Tuesday 30 June 2009

Sunshine Cleaning


Director: Christine Jeffs
Starring: Amy Adams, Emily Blunt & Alan Arkin


A very likeable drama that, whilst not delving into darker territory with its premise, is still enjoyable and features good performances from Amy Adams and Emily Blunt.

Having been completed in 2008 and making its debut at the Sundance Film Festival in February 2008, Sunshine Cleaning finally sees its theatrical release following on the increasing critical and commercial success of its star Amy Adams and also promoting the film on the credentials of its producers who helped bring the critically acclaimed Little Miss Sunshine to cinemas (also helped by the presence of Alan Arkin in the cast). Sunshine Cleaning is an enjoyable drama with good performances from its lead actors.

Rose (Adams) is a single mother struggling to raise her son through working as a house cleaner. When her son is expelled from school, Rose wishes to send him to private school though cannot afford the costs. Through the contacts of her boyfriend Mac (Steve Zahn), a married police officer, Rose starts a business that cleans up homes and businesses after murders, suicides and other deaths have occurred, convincing her wayward sister Norah (Blunt) to assist while her father Joe (Arkin) babysits her son. With the nature of their work stirring up memories of their own mother’s suicide, Rose and Norah face challenges to their relationship and also see the value in their work’s role in helping people deal with loss.

Sunshine Cleaning is an enjoyable drama dealing with the effect of loss through the death of someone close to you quite well thanks to a good script and good performances from the cast. Whilst lighter in tone at times than might be expected of such subject matter as death or in the clean up of dead bodies, the storyline is still quite enjoyable. Both Rose and Norah are interesting characters. Rose as the former cheerleader who sees the normal, happy lives of people she used to know while she struggles to raise a child alone and involves herself in a relationship with a married man with whom, while having once dated in high school, had chosen someone else to marry and have a family with, she struggles in dealing with her own perceived failures and weaknesses and while initially taking on her new career as a way to make more money to help her son and afford a more comfortable life, she actually begins find actual value in the work emotionally and to see her own strengths. Rose’s sister Norah however, is far more troubled. Having never really recovered from her mother’s death whilst she was a child, Norah has gone from job to job and never achieved any real happiness. Through her work with her sister she begins to deal with her own feelings of loss when she goes in search of the estranged daughter of a dead woman she’d help clean up after as if, in helping this woman deal with the loss of her mother, Norah could deal with her own and move on.
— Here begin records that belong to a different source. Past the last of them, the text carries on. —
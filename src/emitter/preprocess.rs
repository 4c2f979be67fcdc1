// ugBC - A retargetable BASIC compiler creating binaries for 8-bit home computers
// Copyright (C) 2026  Marcel Joachim Kloubert <marcel@kloubert.dev>
//
// This program is free software: you can redistribute it and/or modify
// it under the terms of the GNU Affero General Public License as published by
// the Free Software Foundation, either version 3 of the License, or
// (at your option) any later version.
//
// This program is distributed in the hope that it will be useful,
// but WITHOUT ANY WARRANTY; without even the implied warranty of
// MERCHANTABILITY or FITNESS FOR A PARTICULAR PURPOSE.  See the
// GNU Affero General Public License for more details.
//
// You should have received a copy of the GNU Affero General Public License
// along with this program.  If not, see <https://www.gnu.org/licenses/>.

//! Preprocessor for embedded assembly.
//!
//! Runtime modules are stored as assembly text with a few directives:
//!
//! - `@IF NAME` / `@IFNOT NAME` / `@ELSE` / `@ENDIF` include lines when the
//!   define `NAME` is set to something other than `0`
//! - `@MACRO name` ... `@ENDM` defines a macro; `\1` to `\9` are replaced
//!   by the arguments of an invocation `@name a, b`
//! - `{NAME}` is replaced by the value of the define `NAME`

use crate::error::{CompileError, ErrorCode};
use std::collections::HashMap;

const MAX_EXPANSION_DEPTH: usize = 16;

fn malformed(module: &str, line: usize, message: impl std::fmt::Display) -> CompileError {
    CompileError::unlocated(
        ErrorCode::EmbeddedAssemblyMalformed,
        format!("embedded assembly {} line {}: {}", module, line, message),
    )
}

#[derive(Debug, Clone, Copy)]
struct Conditional {
    /// The enclosing block is active.
    parent: bool,
    /// The condition held.
    taken: bool,
    in_else: bool,
    line: usize,
}

impl Conditional {
    fn active(&self) -> bool {
        self.parent && (self.taken != self.in_else)
    }
}

struct Preprocessor<'a> {
    module: &'a str,
    defines: &'a HashMap<String, String>,
    macros: HashMap<String, Vec<String>>,
    output: Vec<String>,
}

/// Run the preprocessor over `source`, the text of `module`.
pub fn preprocess(
    module: &str,
    source: &str,
    defines: &HashMap<String, String>,
) -> Result<String, CompileError> {
    let mut preprocessor = Preprocessor {
        module,
        defines,
        macros: HashMap::new(),
        output: Vec::new(),
    };
    let lines: Vec<String> = source.lines().map(str::to_string).collect();
    preprocessor.process(&lines, 0)?;
    let mut text = preprocessor.output.join("\n");
    text.push('\n');
    Ok(text)
}

impl Preprocessor<'_> {
    fn is_set(&self, name: &str) -> bool {
        self.defines
            .get(name)
            .map(|v| !v.is_empty() && v != "0")
            .unwrap_or(false)
    }

    fn process(&mut self, lines: &[String], depth: usize) -> Result<(), CompileError> {
        if depth > MAX_EXPANSION_DEPTH {
            return Err(malformed(self.module, 0, "macro expansion too deep"));
        }
        let mut conditionals: Vec<Conditional> = Vec::new();
        let mut recording: Option<(String, Vec<String>, usize)> = None;

        for (index, raw) in lines.iter().enumerate() {
            let number = index + 1;
            let trimmed = raw.trim();

            if let Some((name, body, start)) = recording.take() {
                if trimmed.eq_ignore_ascii_case("@ENDM") {
                    self.macros.insert(name.to_ascii_uppercase(), body);
                } else if trimmed.to_ascii_uppercase().starts_with("@MACRO") {
                    return Err(malformed(self.module, number, "nested @MACRO"));
                } else {
                    let mut body = body;
                    body.push(raw.clone());
                    recording = Some((name, body, start));
                }
                continue;
            }

            let active = conditionals.last().map(Conditional::active).unwrap_or(true);

            let Some(directive) = trimmed.strip_prefix('@') else {
                if active {
                    let line = self.substitute(raw, number)?;
                    self.output.push(line);
                }
                continue;
            };

            let (word, rest) = match directive.split_once(char::is_whitespace) {
                Some((word, rest)) => (word, rest.trim()),
                None => (directive, ""),
            };
            match word.to_ascii_uppercase().as_str() {
                "IF" | "IFNOT" => {
                    if rest.is_empty() {
                        return Err(malformed(self.module, number, "@IF without a name"));
                    }
                    let set = self.is_set(rest);
                    conditionals.push(Conditional {
                        parent: active,
                        taken: if word.eq_ignore_ascii_case("IF") { set } else { !set },
                        in_else: false,
                        line: number,
                    });
                }
                "ELSE" => match conditionals.last_mut() {
                    Some(c) if !c.in_else => c.in_else = true,
                    Some(_) => return Err(malformed(self.module, number, "second @ELSE")),
                    None => return Err(malformed(self.module, number, "@ELSE without @IF")),
                },
                "ENDIF" => {
                    if conditionals.pop().is_none() {
                        return Err(malformed(self.module, number, "@ENDIF without @IF"));
                    }
                }
                "MACRO" => {
                    if rest.is_empty() {
                        return Err(malformed(self.module, number, "@MACRO without a name"));
                    }
                    if active {
                        recording = Some((rest.to_string(), Vec::new(), number));
                    } else {
                        recording = Some((String::new(), Vec::new(), number));
                    }
                }
                "ENDM" => return Err(malformed(self.module, number, "@ENDM without @MACRO")),
                name => {
                    if !active {
                        continue;
                    }
                    let body = self.macros.get(name).cloned().ok_or_else(|| {
                        malformed(self.module, number, format!("unknown directive @{}", word))
                    })?;
                    let arguments: Vec<String> = if rest.is_empty() {
                        Vec::new()
                    } else {
                        rest.split(',').map(|a| a.trim().to_string()).collect()
                    };
                    let expanded: Vec<String> = body
                        .iter()
                        .map(|line| expand_arguments(line, &arguments))
                        .collect();
                    self.process(&expanded, depth + 1)?;
                }
            }
        }

        if let Some((_, _, start)) = recording {
            return Err(malformed(self.module, start, "@MACRO without @ENDM"));
        }
        if let Some(open) = conditionals.last() {
            return Err(malformed(self.module, open.line, "@IF without @ENDIF"));
        }
        // Macros recorded in a skipped block are discarded.
        self.macros.remove("");
        Ok(())
    }

    fn substitute(&self, line: &str, number: usize) -> Result<String, CompileError> {
        if !line.contains('{') {
            return Ok(line.to_string());
        }
        let mut out = String::with_capacity(line.len());
        let mut rest = line;
        while let Some(open) = rest.find('{') {
            out.push_str(&rest[..open]);
            let after = &rest[open + 1..];
            let close = after
                .find('}')
                .ok_or_else(|| malformed(self.module, number, "unclosed '{'"))?;
            let name = &after[..close];
            let value = self.defines.get(name).ok_or_else(|| {
                malformed(self.module, number, format!("undefined name {{{}}}", name))
            })?;
            out.push_str(value);
            rest = &after[close + 1..];
        }
        out.push_str(rest);
        Ok(out)
    }
}

fn expand_arguments(line: &str, arguments: &[String]) -> String {
    let mut out = String::with_capacity(line.len());
    let mut chars = line.chars().peekable();
    while let Some(c) = chars.next() {
        if c == '\\' {
            if let Some(digit) = chars.peek().and_then(|d| d.to_digit(10)) {
                if digit >= 1 {
                    chars.next();
                    if let Some(argument) = arguments.get(digit as usize - 1) {
                        out.push_str(argument);
                    }
                    continue;
                }
            }
        }
        out.push(c);
    }
    out
}

#[cfg(test)]
mod tests {
    use super::*;
    use pretty_assertions::assert_eq;

    fn defines(pairs: &[(&str, &str)]) -> HashMap<String, String> {
        pairs
            .iter()
            .map(|(k, v)| (k.to_string(), v.to_string()))
            .collect()
    }

    #[test]
    fn test_conditionals() {
        let source = "@IF CLIP\n  A\n@ELSE\n  B\n@ENDIF\n  C";
        let on = preprocess("t", source, &defines(&[("CLIP", "1")])).unwrap();
        assert_eq!(on, "  A\n  C\n");
        let off = preprocess("t", source, &defines(&[])).unwrap();
        assert_eq!(off, "  B\n  C\n");
    }

    #[test]
    fn test_nested_conditionals() {
        let source = "@IFNOT A\n@IF B\n  X\n@ENDIF\n@ENDIF";
        assert_eq!(
            preprocess("t", source, &defines(&[("B", "1")])).unwrap(),
            "  X\n"
        );
        assert_eq!(
            preprocess("t", source, &defines(&[("A", "1"), ("B", "1")])).unwrap(),
            "\n"
        );
    }

    #[test]
    fn test_macro_expansion() {
        let source = "@MACRO ADD16\n    LDA \\1\n    ADC \\2\n@ENDM\n@ADD16 _A, #1";
        assert_eq!(
            preprocess("t", source, &defines(&[])).unwrap(),
            "    LDA _A\n    ADC #1\n"
        );
    }

    #[test]
    fn test_substitution() {
        let source = "    LDA #{SIZE}";
        assert_eq!(
            preprocess("t", source, &defines(&[("SIZE", "32")])).unwrap(),
            "    LDA #32\n"
        );
    }

    #[test]
    fn test_malformed_inputs() {
        for source in [
            "@IF X\n A",
            "@ENDIF",
            "@ELSE",
            "@MACRO M\n A",
            "@ENDM",
            "@UNKNOWN",
            "  LDA {MISSING}",
        ] {
            let err = preprocess("t", source, &defines(&[])).unwrap_err();
            assert_eq!(err.code, ErrorCode::EmbeddedAssemblyMalformed, "{}", source);
        }
    }
}
impl ErrorCode {
    /// Get the stable number for this error.
    pub fn code(&self) -> &'static str {
        match self {
            ErrorCode::SyntaxError => "E000",
            ErrorCode::InvalidCharacter => "E001",
            ErrorCode::UnterminatedString => "E002",

            ErrorCode::TypeMismatch => "E003",
            ErrorCode::CannotCast => "E004",
            ErrorCode::NumericExpected => "E005",
            ErrorCode::StringExpected => "E006",
            ErrorCode::ArrayExpected => "E007",
            ErrorCode::ArrayDimensionMismatch => "E008",
            ErrorCode::ArrayIndexOutOfBounds => "E009",

            ErrorCode::AddUnsupported => "E010",
            ErrorCode::SubUnsupported => "E011",
            ErrorCode::MulUnsupported => "E012",
            ErrorCode::DivUnsupported => "E013",
            ErrorCode::LogicUnsupported => "E014",
            ErrorCode::CompareUnsupported => "E015",
            ErrorCode::StringFunctionUnsupported => "E016",
            ErrorCode::NegationUnsupported => "E017",
            ErrorCode::ShiftUnsupported => "E018",
            ErrorCode::IncrementUnsupported => "E019",
            ErrorCode::PrintUnsupported => "E020",
            ErrorCode::ReadUnsupported => "E021",
            ErrorCode::IndexUnsupported => "E022",

            ErrorCode::LabelAlreadyDefined => "E037",
            ErrorCode::UndefinedLabel => "E038",
            ErrorCode::ProcedureAlreadyDefined => "E039",
            ErrorCode::NestedProcedure => "E040",
            ErrorCode::EndProcOutsideProcedure => "E041",
            ErrorCode::UndefinedProcedure => "E042",
            ErrorCode::WrongNumberOfParameters => "E043",
            ErrorCode::ReturnOutsideProcedure => "E044",
            ErrorCode::ValueOutOfRange => "E045",
            ErrorCode::DivisionByZero => "E046",
            ErrorCode::CannotReadFile => "E047",
            ErrorCode::InvalidOption => "E049",
            ErrorCode::SandboxViolation => "E050",
            ErrorCode::TenLinerViolation => "E051",

            ErrorCode::AssetFileNotFound => "E053",
            ErrorCode::NotAnImage => "E054",
            ErrorCode::BufferTooLargeForString => "E055",
            ErrorCode::FrameOutOfRange => "E056",
            ErrorCode::UnknownImageFormat => "E057",
            ErrorCode::ImageTooLarge => "E058",
            ErrorCode::TooManyColors => "E059",
            ErrorCode::ImageWidthNotMultipleOf8 => "E063",
            ErrorCode::ImageHeightNotMultipleOf8 => "E064",

            ErrorCode::CannotWriteOutput => "E077",
            ErrorCode::CallOnParallelProcedure => "E078",
            ErrorCode::SpawnOnNormalProcedure => "E078bis",
            ErrorCode::FrameWidthMismatch => "E082",
            ErrorCode::FrameHeightMismatch => "E083",
            ErrorCode::FrameWidthNotMultipleOf8 => "E086",
            ErrorCode::FrameHeightNotMultipleOf8 => "E087",
            ErrorCode::TooManyFrames => "E088",
            ErrorCode::OutputFormatMismatch => "E093",
            ErrorCode::ArrayInitCountMismatch => "E094",

            ErrorCode::TileOutOfRange => "E113",
            ErrorCode::TilesExhausted => "E114",
            ErrorCode::TileSizeInvalid => "E115",
            ErrorCode::SpriteIdOutOfRange => "E116",
            ErrorCode::VoiceOutOfRange => "E117",
            ErrorCode::ScreenModeUnknown => "E118",

            ErrorCode::ExpansionWindowExceeded => "E124",
            ErrorCode::BankNotFound => "E125",
            ErrorCode::BankFull => "E126",
            ErrorCode::MemoryAreaExhausted => "E127",

            ErrorCode::ToolNotFound => "E129",
            ErrorCode::ToolFailed => "E130",
            ErrorCode::CannotReadAssemblerOutput => "E131",

            ErrorCode::ElseWithoutIf => "E141",
            ErrorCode::EndifWithoutIf => "E142",
            ErrorCode::NextWithoutFor => "E143",
            ErrorCode::LoopWithoutDo => "E144",
            ErrorCode::ExitBeyondLoops => "E145",
            ErrorCode::WendWithoutWhile => "E146",
            ErrorCode::UntilWithoutRepeat => "E147",
            ErrorCode::CaseWithoutSelect => "E148",
            ErrorCode::DuplicateCaseElse => "E149",
            ErrorCode::EndSelectWithoutSelect => "E150",
            ErrorCode::EndGameloopWithoutGameloop => "E151",
            ErrorCode::ElseIfAfterElse => "E153",

            ErrorCode::VariableRedefined => "E154",
            ErrorCode::ConstantRedefined => "E155",
            ErrorCode::UnknownType => "E156",
            ErrorCode::InvalidArrayElementType => "E157",
            ErrorCode::UndefinedVariable => "E158",
            ErrorCode::ReadOnlyVariable => "E159",

            ErrorCode::ArrayFileSizeMismatch => "E172",
            ErrorCode::FloatPrecisionMismatch => "E176",

            ErrorCode::TilemapInvalid => "E186",
            ErrorCode::TilemapEncodingUnsupported => "E187",
            ErrorCode::TiledFileUnreadable => "E188",
            ErrorCode::TilesetMissing => "E189",
            ErrorCode::LayerSizeMismatch => "E190",
            ErrorCode::LayerNotFound => "E191",
            ErrorCode::TileClassNotFound => "E192",
            ErrorCode::TilesetTileSizeInvalid => "E193",
            ErrorCode::TilesetTooManyTiles => "E194",
            ErrorCode::NotATilemap => "E210",

            ErrorCode::IfWithoutEndif => "E220",
            ErrorCode::ForWithoutNext => "E221",
            ErrorCode::DoWithoutLoop => "E222",
            ErrorCode::WhileWithoutWend => "E223",
            ErrorCode::RepeatWithoutUntil => "E224",
            ErrorCode::SelectWithoutEndSelect => "E225",
            ErrorCode::UnclosedBlock => "E226",

            ErrorCode::StorageFileNotFound => "E247",
            ErrorCode::StorageNameDuplicate => "E248",
            ErrorCode::StorageUnsupported => "E249",
            ErrorCode::DloadUnsupported => "E250",

            ErrorCode::NextVariableMismatch => "E253",
            ErrorCode::SpriteTooLarge => "E260",
            ErrorCode::EmbeddedAssemblyMalformed => "E261",
            ErrorCode::InternalError => "E262",
        }
    }
}

/// Warning numbers.
#[derive(Debug, Clone, Copy, PartialEq, Eq, Hash)]
pub enum WarningCode {
    PrecisionLossOnMultiplication,
    ImplicitDowncast,
    ScreenModeFallback,
    ExactFlagIgnored,
    DloadSizeIgnored,
    UnsupportedOnTarget,
    ValueTruncated,
    EveryHandlerReplaced,
}

impl std::fmt::Display for WarningCode {
    fn fmt(&self, f: &mut std::fmt::Formatter<'_>) -> std::fmt::Result {
        write!(f, "{}", self.code())
    }
}

impl WarningCode {
    /// Get the stable number for this warning.
    pub fn code(&self) -> &'static str {
        match self {
            WarningCode::PrecisionLossOnMultiplication => "W001",
            WarningCode::ImplicitDowncast => "W002",
            WarningCode::ScreenModeFallback => "W003",
            WarningCode::ExactFlagIgnored => "W004",
            WarningCode::DloadSizeIgnored => "W005",
            WarningCode::UnsupportedOnTarget => "W006",
            WarningCode::ValueTruncated => "W007",
            WarningCode::EveryHandlerReplaced => "W008",
        }
    }
}

/// A critical compilation error.
#[derive(Debug, Error)]
#[error("[{code}] {message}")]
pub struct CompileError {
    /// The error code.
    pub code: ErrorCode,
    /// The error message.
    pub message: String,
    /// The source span where the error occurred.
    pub span: Span,
    /// Optional hint for fixing the error.
    pub hint: Option<String>,
}

impl CompileError {
    /// Create a new compile error.
    pub fn new(code: ErrorCode, message: impl Into<String>, span: Span) -> Self {
        Self {
            code,
            message: message.into(),
            span,
            hint: None,
        }
    }

    /// Add a hint to this error.
    pub fn with_hint(mut self, hint: impl Into<String>) -> Self {
        self.hint = Some(hint.into());
        self
    }

    /// Create an error whose location is filled in later with [`CompileError::or_at`].
    pub fn unlocated(code: ErrorCode, message: impl Into<String>) -> Self {
        Self::new(code, message, Span::default())
    }

    /// Attach `span` unless the error already carries a location.
    pub fn or_at(mut self, span: Span) -> Self {
        if self.span == Span::default() {
            self.span = span;
        }
        self
    }

    /// Get the error code string.
    pub fn code_str(&self) -> &'static str {
        self.code.code()
    }
}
The performances of the cast in Sunshine Cleaning are also enjoyable. Both Amy Adams and Emily Blunt are good as the sisters Rose and Norah, both delivering their character’s vulnerabilities and their strengths well particularly Blunt as Norah. Adams and Blunt also have good chemistry together on screen allowing for their relationship on screen to feel natural. Alan Arkin delivers another winning performance as the girls’ father, a small-time business man looking to make quick money but ultimately well-intentioned and with Arkin delivering lines with his usual dry humour. Also likeable are Jason Spevack as Rose’s troubled son Oscar, Clifton Collins Jr as a one armed, sympathetic shop keeper and Mary Lynn Rajskub who gives a touching performance as Lynn, the vulnerable daughter with whom Norah reaches out to in friendship.

Overall, while perhaps being too likeable and safe with its approach to its subject matter to truly feel profound, the performances are enjoyable and with the characters as likeable and sympathetic as they are, it would be difficult not to enjoy the film. A good, though not outstanding, drama.